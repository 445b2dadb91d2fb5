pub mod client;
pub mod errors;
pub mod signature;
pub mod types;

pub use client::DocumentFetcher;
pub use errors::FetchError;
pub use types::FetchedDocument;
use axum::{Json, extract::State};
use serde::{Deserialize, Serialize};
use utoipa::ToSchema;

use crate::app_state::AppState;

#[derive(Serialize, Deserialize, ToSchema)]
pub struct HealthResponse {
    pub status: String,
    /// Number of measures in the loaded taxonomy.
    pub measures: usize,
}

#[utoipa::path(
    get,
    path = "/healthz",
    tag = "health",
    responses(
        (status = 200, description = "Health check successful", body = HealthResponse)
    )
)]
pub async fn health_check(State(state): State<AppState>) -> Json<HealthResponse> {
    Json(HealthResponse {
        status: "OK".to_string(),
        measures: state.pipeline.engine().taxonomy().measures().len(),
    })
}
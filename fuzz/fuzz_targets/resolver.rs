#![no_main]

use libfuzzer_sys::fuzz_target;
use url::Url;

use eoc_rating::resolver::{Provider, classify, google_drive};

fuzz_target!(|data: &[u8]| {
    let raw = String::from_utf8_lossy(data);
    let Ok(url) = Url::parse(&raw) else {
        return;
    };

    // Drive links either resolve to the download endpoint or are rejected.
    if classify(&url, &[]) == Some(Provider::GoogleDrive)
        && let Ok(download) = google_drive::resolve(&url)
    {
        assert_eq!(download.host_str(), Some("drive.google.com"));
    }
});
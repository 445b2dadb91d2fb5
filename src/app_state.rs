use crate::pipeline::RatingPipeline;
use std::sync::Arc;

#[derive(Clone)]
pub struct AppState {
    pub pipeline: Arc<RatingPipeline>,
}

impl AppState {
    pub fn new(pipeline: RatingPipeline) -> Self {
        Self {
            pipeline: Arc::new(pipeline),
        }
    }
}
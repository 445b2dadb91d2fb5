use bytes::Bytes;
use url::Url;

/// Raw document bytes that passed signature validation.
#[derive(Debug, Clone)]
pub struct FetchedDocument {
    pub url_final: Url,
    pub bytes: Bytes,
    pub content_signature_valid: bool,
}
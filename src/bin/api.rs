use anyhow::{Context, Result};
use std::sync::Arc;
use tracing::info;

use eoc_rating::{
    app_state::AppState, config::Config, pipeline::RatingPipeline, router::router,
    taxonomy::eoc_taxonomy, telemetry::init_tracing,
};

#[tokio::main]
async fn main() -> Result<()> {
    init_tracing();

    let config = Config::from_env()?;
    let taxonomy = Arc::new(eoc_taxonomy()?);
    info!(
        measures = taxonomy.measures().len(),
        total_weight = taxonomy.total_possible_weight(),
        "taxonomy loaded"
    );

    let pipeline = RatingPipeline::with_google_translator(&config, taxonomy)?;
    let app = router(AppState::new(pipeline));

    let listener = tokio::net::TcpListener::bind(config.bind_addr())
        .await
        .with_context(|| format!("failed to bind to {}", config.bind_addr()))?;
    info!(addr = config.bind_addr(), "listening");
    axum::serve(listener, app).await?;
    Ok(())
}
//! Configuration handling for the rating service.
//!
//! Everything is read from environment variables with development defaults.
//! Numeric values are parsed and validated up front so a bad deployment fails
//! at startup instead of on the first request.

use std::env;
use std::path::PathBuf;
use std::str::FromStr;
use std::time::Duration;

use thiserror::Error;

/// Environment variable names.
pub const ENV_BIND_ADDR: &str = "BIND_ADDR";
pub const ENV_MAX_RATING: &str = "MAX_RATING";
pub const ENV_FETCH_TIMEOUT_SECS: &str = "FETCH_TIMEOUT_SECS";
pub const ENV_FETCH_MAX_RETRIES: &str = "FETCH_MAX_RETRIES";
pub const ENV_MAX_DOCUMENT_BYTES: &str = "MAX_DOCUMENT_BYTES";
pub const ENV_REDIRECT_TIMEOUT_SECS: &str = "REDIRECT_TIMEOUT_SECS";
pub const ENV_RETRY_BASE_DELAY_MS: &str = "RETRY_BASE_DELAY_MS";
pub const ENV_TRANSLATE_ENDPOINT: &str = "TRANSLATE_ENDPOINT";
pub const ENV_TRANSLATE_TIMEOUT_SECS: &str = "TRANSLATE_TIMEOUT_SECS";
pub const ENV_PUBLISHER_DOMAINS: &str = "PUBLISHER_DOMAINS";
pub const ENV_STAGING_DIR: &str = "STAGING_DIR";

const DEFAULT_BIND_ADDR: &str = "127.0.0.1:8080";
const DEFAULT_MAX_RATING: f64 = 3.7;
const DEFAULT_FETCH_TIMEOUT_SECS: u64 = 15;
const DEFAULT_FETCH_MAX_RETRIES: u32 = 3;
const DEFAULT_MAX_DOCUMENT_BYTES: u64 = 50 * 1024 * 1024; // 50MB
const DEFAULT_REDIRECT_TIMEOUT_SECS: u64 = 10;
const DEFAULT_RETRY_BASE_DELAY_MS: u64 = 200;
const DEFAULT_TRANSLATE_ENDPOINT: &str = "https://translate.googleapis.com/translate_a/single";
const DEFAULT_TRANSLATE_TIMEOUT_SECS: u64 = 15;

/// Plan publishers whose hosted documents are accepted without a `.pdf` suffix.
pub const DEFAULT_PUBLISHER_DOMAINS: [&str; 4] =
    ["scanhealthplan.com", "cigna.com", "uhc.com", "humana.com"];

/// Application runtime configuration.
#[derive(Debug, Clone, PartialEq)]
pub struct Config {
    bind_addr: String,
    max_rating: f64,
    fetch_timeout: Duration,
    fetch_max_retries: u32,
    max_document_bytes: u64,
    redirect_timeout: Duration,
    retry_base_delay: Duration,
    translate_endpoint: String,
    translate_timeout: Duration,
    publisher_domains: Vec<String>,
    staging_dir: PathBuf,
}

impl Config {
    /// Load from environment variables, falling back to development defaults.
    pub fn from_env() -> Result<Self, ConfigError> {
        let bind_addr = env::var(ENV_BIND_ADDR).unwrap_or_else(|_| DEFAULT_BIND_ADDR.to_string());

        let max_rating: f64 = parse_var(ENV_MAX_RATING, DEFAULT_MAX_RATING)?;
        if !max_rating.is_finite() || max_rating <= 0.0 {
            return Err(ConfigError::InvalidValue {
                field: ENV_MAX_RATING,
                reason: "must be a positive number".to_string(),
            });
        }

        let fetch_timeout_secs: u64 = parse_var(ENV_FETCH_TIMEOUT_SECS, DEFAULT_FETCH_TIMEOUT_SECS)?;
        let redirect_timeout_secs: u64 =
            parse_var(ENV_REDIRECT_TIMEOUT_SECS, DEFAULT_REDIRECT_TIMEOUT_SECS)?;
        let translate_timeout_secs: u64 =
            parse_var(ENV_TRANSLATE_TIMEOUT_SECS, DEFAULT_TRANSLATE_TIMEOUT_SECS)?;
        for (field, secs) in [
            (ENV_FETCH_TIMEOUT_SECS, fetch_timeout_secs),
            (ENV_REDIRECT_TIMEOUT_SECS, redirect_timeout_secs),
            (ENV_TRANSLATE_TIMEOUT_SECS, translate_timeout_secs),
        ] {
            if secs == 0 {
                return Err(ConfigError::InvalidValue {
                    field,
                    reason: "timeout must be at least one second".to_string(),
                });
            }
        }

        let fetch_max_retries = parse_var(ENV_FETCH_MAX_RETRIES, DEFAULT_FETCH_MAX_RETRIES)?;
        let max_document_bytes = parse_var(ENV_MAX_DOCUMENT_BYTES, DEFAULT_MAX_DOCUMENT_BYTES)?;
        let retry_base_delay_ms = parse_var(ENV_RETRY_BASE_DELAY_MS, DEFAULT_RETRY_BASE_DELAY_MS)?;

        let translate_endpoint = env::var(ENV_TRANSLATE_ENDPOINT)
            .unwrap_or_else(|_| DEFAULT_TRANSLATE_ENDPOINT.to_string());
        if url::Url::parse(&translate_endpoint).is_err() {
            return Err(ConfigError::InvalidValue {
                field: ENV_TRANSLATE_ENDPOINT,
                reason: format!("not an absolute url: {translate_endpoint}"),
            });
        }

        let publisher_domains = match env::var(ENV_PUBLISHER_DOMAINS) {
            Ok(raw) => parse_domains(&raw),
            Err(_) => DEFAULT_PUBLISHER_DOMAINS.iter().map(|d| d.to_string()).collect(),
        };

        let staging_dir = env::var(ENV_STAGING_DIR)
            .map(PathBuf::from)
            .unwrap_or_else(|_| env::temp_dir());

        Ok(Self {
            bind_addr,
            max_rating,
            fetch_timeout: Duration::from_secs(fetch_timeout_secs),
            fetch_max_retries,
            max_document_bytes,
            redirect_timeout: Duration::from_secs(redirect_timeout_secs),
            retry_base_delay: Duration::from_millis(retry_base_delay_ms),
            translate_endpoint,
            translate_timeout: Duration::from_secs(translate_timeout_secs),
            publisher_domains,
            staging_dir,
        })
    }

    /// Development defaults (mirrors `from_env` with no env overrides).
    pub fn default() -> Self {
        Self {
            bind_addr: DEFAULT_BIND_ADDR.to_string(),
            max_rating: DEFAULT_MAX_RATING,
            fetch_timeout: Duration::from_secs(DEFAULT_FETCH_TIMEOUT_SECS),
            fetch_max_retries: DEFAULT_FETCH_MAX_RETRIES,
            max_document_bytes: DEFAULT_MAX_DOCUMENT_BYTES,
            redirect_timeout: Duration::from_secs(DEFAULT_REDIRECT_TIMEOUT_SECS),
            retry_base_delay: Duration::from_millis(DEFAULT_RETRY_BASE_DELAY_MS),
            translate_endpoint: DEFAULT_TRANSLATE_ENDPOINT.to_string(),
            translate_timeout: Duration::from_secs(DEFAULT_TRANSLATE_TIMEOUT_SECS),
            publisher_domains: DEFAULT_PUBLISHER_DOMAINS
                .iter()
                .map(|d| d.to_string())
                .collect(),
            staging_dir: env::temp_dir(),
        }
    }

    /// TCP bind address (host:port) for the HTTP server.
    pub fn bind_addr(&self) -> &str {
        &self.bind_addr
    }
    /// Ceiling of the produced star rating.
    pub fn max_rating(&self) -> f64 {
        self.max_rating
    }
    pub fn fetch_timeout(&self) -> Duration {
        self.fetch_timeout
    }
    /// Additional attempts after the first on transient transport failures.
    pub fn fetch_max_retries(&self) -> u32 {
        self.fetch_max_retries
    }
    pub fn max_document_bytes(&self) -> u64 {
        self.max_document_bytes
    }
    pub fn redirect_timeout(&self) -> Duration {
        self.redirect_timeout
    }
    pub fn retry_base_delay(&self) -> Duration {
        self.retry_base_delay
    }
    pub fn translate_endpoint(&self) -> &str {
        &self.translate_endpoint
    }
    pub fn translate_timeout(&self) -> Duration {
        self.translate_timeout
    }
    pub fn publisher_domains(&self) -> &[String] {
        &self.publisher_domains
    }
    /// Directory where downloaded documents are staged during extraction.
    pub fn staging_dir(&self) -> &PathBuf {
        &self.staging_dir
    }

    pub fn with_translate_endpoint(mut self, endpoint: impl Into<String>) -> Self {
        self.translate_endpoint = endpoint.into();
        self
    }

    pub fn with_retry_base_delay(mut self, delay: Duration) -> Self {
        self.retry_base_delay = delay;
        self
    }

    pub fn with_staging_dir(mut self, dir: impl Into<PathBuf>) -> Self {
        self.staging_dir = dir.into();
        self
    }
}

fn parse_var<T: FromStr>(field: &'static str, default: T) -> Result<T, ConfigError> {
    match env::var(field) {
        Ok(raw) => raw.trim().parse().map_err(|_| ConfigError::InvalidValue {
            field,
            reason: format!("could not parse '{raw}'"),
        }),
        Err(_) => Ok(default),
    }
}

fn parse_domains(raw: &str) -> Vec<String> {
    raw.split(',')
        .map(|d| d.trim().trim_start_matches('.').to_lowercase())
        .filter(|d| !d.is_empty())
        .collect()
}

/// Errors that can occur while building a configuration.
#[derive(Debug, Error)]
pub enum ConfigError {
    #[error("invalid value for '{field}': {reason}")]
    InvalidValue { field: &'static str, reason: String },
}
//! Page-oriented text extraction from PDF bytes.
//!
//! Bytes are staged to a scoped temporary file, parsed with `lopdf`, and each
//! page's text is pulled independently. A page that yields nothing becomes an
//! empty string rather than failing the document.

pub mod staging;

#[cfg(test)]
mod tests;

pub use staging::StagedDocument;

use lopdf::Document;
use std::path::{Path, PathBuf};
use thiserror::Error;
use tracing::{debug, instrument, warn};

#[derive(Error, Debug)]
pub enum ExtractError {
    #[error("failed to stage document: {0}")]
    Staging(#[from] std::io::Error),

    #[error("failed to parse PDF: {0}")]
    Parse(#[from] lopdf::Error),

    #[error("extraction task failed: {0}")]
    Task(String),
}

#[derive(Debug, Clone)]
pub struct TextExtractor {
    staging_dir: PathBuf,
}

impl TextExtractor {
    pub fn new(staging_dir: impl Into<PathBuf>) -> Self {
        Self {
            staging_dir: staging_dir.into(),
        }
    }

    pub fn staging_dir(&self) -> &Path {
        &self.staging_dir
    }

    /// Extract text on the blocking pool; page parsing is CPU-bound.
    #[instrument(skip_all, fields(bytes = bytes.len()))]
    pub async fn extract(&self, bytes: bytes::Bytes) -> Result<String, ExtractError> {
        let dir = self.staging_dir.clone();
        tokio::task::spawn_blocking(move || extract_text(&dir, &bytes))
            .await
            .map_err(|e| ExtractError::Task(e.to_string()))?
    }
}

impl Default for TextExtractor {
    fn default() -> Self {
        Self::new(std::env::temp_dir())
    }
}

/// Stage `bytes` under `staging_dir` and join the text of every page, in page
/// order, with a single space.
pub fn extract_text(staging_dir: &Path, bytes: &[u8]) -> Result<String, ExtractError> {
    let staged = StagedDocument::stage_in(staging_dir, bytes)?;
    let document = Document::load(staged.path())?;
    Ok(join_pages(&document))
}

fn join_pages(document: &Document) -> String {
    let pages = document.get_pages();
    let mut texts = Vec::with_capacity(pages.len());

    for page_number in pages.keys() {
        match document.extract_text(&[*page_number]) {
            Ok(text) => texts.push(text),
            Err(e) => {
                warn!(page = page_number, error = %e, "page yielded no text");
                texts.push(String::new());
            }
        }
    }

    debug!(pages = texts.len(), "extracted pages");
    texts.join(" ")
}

───

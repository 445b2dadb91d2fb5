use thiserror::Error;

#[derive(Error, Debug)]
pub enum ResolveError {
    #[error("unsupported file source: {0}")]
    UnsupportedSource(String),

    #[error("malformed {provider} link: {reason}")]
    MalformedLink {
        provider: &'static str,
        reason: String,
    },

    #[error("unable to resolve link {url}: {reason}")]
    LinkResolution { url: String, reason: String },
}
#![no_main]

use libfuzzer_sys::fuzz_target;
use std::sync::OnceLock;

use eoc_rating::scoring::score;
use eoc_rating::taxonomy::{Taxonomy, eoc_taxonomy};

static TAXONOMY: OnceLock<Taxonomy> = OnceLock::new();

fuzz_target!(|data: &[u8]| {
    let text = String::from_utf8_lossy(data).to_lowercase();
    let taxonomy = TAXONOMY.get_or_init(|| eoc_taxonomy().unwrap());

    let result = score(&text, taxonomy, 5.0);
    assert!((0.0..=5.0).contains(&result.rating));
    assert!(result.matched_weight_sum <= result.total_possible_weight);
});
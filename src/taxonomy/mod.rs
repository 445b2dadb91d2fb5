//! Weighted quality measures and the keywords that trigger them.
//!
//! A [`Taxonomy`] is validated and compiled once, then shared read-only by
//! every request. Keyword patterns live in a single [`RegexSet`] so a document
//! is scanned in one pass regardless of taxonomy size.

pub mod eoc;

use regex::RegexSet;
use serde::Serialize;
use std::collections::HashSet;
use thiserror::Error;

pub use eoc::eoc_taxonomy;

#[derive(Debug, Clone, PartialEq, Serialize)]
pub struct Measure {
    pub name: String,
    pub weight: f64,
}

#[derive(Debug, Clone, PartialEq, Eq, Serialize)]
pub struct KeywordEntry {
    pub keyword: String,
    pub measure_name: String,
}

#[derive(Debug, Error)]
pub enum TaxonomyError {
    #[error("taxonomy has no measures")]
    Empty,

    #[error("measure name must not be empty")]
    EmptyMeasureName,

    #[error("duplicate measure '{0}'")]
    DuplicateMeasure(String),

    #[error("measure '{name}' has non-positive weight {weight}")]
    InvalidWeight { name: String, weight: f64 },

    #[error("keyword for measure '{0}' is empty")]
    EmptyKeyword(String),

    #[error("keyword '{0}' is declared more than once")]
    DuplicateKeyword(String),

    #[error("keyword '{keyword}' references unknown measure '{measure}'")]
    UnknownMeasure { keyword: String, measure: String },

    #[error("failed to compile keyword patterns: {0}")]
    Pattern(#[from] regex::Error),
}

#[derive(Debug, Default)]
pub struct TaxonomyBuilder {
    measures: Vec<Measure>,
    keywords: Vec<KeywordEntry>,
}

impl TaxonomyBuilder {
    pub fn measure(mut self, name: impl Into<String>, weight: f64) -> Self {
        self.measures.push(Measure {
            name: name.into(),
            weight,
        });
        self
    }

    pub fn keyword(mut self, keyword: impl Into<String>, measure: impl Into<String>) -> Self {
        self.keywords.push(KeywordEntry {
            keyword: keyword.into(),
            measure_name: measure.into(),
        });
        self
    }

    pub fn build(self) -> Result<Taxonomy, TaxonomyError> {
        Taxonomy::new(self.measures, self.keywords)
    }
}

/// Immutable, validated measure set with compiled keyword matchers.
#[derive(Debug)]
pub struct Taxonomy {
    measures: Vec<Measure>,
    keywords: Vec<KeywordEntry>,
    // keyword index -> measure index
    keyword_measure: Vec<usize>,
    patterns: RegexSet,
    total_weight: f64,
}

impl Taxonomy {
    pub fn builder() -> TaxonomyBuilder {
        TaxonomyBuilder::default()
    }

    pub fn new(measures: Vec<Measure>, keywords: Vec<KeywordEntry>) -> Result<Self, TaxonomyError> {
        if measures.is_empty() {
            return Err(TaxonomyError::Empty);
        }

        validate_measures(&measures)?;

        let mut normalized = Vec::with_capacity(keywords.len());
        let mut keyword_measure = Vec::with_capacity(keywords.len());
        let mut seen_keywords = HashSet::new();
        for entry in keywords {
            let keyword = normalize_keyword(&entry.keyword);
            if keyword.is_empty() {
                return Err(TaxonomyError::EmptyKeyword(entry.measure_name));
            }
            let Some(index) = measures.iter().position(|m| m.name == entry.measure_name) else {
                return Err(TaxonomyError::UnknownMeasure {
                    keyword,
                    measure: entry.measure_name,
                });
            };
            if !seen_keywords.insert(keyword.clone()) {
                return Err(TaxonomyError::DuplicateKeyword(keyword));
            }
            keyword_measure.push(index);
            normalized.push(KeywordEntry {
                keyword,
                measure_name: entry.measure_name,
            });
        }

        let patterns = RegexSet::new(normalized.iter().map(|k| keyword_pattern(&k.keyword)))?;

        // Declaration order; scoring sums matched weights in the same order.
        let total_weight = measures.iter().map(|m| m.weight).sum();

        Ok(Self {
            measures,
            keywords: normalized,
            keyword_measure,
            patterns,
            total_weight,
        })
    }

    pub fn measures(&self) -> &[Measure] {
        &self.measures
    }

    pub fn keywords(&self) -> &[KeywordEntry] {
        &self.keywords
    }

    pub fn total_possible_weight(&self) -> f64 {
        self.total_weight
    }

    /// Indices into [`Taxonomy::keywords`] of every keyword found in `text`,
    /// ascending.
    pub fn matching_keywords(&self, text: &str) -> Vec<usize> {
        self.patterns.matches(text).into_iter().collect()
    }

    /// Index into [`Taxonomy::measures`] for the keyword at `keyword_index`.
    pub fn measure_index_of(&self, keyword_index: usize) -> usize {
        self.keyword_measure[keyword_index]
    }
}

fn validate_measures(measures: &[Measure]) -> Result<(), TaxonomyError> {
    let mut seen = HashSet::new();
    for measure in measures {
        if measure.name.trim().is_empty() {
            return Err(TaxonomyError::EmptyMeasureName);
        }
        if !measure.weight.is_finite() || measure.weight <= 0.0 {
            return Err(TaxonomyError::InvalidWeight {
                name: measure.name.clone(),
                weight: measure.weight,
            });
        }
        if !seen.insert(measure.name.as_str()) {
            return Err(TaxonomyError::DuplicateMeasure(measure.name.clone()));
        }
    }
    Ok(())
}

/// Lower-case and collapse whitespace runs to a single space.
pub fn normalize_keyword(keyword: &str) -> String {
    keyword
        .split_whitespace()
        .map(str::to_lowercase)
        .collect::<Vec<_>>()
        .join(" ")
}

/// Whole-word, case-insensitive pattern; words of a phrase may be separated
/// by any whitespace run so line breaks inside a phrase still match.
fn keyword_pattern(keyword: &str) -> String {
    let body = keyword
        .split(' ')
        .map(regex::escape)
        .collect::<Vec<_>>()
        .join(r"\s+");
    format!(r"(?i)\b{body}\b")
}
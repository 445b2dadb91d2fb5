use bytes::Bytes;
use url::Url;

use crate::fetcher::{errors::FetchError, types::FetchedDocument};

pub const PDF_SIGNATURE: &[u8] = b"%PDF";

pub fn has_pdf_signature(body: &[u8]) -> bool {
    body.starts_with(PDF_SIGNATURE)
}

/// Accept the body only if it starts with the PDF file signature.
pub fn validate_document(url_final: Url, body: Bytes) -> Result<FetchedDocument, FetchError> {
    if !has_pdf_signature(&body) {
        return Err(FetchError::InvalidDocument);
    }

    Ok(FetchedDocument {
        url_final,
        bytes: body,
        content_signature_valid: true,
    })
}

───

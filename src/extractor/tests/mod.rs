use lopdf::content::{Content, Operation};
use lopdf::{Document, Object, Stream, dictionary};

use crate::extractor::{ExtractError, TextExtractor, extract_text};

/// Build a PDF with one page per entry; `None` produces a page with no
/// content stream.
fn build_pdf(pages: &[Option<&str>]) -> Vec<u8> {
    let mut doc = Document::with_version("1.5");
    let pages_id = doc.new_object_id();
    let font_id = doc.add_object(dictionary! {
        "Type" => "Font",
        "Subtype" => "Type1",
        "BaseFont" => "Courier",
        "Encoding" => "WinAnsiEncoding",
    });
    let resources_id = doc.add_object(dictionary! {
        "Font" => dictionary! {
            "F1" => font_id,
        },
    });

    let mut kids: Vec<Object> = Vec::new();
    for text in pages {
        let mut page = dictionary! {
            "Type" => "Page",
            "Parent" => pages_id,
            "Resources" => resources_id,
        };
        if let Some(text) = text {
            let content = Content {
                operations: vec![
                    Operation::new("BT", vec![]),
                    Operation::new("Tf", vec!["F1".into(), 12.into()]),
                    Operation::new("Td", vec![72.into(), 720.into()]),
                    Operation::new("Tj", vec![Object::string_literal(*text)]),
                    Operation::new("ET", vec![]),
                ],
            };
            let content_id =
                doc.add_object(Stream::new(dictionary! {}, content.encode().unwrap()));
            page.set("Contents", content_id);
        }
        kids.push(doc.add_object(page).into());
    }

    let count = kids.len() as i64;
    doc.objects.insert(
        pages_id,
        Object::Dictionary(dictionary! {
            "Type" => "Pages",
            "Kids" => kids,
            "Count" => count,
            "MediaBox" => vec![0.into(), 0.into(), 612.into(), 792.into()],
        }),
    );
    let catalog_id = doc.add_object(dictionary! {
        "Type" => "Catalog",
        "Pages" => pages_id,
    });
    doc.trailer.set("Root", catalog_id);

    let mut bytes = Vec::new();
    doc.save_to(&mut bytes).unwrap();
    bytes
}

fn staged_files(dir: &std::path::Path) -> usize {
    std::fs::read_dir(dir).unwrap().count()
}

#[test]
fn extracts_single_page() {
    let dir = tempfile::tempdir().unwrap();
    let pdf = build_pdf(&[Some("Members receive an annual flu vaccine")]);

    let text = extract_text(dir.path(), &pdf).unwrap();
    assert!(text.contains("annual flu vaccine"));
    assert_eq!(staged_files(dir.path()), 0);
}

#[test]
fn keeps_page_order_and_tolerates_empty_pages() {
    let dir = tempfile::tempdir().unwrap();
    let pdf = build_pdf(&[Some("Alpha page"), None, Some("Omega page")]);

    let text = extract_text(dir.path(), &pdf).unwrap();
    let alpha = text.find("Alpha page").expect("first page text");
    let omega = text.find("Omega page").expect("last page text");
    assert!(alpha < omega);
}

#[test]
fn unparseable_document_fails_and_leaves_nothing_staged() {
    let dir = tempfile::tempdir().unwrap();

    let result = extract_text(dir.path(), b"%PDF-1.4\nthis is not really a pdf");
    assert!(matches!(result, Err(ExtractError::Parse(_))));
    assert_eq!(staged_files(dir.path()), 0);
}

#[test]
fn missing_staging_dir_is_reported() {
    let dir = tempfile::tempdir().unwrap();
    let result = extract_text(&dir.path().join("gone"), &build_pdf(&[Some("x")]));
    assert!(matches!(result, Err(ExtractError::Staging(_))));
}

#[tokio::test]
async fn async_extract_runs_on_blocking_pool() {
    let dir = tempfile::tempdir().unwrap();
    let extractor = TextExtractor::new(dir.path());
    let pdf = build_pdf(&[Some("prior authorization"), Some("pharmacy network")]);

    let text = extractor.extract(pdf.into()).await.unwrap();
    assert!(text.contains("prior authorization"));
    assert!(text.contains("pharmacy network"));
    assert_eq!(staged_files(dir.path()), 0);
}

───

Assignment:
Wherever the string "crate" appears in the data above, report the whole line.

Solution for this problem:
use crate::app_state::AppState;
use crate::pipeline::RatingPipeline;
use crate::fetcher::{errors::FetchError, types::FetchedDocument};
use crate::extractor::{ExtractError, TextExtractor, extract_text};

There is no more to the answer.